Day one from Stones Bridge Landing had a little bit of excitement with some class I rapids and some rock gardens, but the next stretch down to the Highway 13 Bridge from the Pine Tree Landing on the Brule River is where the real fun takes place.
I was provided a spray skirt and a whitewater kayak by Brule River Canoe Rental, so I knew this stretch was no fooling around. I asked Saul, who is the Johnny on the spot for the outfitterl, if he suggested I should scout any of the rapids. He did not think I did as the rapids were well definite chutes.
One irony about whitewater kayaking and canoeing is that sometimes the higher the rapid grade the easier the ride. The whitewater rapid grade is I-VI with I being the easiest. One of the differences between a class I rapid and a class II rapid is the rate of water going through the rapids. The more water, the easier the rapids are to read and most often the more recognizable chute through the rocks.
I would argue that many Class I rapids are harder than some class II and III because they can be more difficult to read and have more rocks stretched out across the river. Class II and III rapids usually seem to be vees where you just need to get your bow pointed towards it and the current does the rest.
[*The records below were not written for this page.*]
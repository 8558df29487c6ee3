//! Plan command - show what the agent would do with the current config

use crate::agent::AgentSettings;
use crate::cli::args::{OutputFormat, PlanArgs};
use crate::config::Config;
use crate::error::OffgridResult;
use crate::http::RequestInfo;
use crate::ui::{self, UiContext};
use serde::Serialize;

#[derive(Debug, Serialize)]
struct Plan {
    origin: String,
    static_bucket: String,
    runtime_bucket: String,
    precache: Vec<String>,
    api_segment: String,
    post_segment: String,
    static_segment: String,
    fallback: String,
}

impl Plan {
    fn from_settings(settings: &AgentSettings) -> Self {
        Self {
            origin: settings.origin.to_string(),
            static_bucket: settings.buckets.static_bucket.clone(),
            runtime_bucket: settings.buckets.runtime_bucket.clone(),
            precache: settings
                .precache
                .iter()
                .map(|raw| RequestInfo::build(&settings.origin, raw).cache_key().to_string())
                .collect(),
            api_segment: settings.routes.api_segment.clone(),
            post_segment: settings.routes.post_segment.clone(),
            static_segment: settings.routes.static_segment.clone(),
            fallback: settings.fallback_key.to_string(),
        }
    }
}

/// Execute the plan command
pub async fn execute(args: PlanArgs, config: &Config) -> OffgridResult<()> {
    let settings = AgentSettings::from_config(config)?;
    let plan = Plan::from_settings(&settings);

    match args.format {
        OutputFormat::Table => print_table(&plan),
        OutputFormat::Json => println!("{}", serde_json::to_string_pretty(&plan)?),
        OutputFormat::Plain => {
            println!("{}", plan.static_bucket);
            println!("{}", plan.runtime_bucket);
            for key in &plan.precache {
                println!("{}", key);
            }
        }
    }

    Ok(())
}

fn print_table(plan: &Plan) {
    let ctx = UiContext::detect();
    ui::intro(&ctx, "Cache plan");

    ui::key_value(&ctx, "origin", &plan.origin);
    ui::key_value(&ctx, "static bucket", &plan.static_bucket);
    ui::key_value(&ctx, "runtime bucket", &plan.runtime_bucket);
    ui::key_value(&ctx, "offline fallback", &plan.fallback);

    ui::section(&ctx, "Precache");
    for key in &plan.precache {
        println!("  {}", key);
    }

    ui::section(&ctx, "Network only");
    ui::key_value(&ctx, "api", &format!("*{}*", plan.api_segment));
    ui::key_value(
        &ctx,
        "post",
        &format!("*{}* unless *{}*", plan.post_segment, plan.static_segment),
    );
}

#[cfg(test)]
mod tests {
    use super::*;

    #[test]
    fn plan_from_default_config() {
        let settings = AgentSettings::from_config(&Config::default()).unwrap();
        let plan = Plan::from_settings(&settings);

        assert_eq!(plan.static_bucket, "red-social-v1");
        assert_eq!(plan.runtime_bucket, "red-social-runtime-v1");
        assert_eq!(plan.precache.len(), 6);
        assert_eq!(plan.precache[0], "GET http://localhost:5000/");
        assert_eq!(plan.fallback, "GET http://localhost:5000/");
    }
}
The most challenging rapids on this stretch occur closer to the beginning. The most outstanding rapids are the Lenroot and Mays Ledges, which according to the Brule River State Forest literature are class II-III. The water was low, so they were definitely more class II on this run. I would imagine in spring they might be a little more intense.
One of the Lenroot ledges had no clear passage way. It was a rock all the way across. I had to pick which part of the river had the most water flow going over, so I would not get stuck on the ledge. In the video below you can see me back paddling like crazy to try and discern the right passage. This is one I had wished I would have scouted beforehand, but scouting would have showed no clear passage any way, so it did not really matter.
I did scrape on the rock, which was inevitable, but I successfully went over. Another ledge I was not so lucky. I did not dump, but I stayed on the right side and did not pick up where the deeper channel flowed, and I got stuck on a long flat ledge. I floundered around like a fish out of water as I tried to maneuver myself off the ledge. I finally did, and I was on my way.
When you are constantly concentrating on the river it is hard to admire the scenery, but the river is beautiful. One highlight was a bald eagle on a low lying tree only about twenty feet from me as I entered a rapids. Unfortunately, I did not have time to take a picture as this occurred right at the lip of a chute.
The last mile or so is pretty quiet after the first stretch. This is a little frustrating as you wish you could just turn right back around and kayak the fun stretch of rapids you just passed through, but on the other hand, it is a nice peaceful way to end the paddle. It gives you time to decompress after the adventure.
Many thanks to Brule River Canoe Rental for setting me up with a kayak and a ride. Although the ride was partially sponsored by them, the thoughts, pictures, video, and words are my own.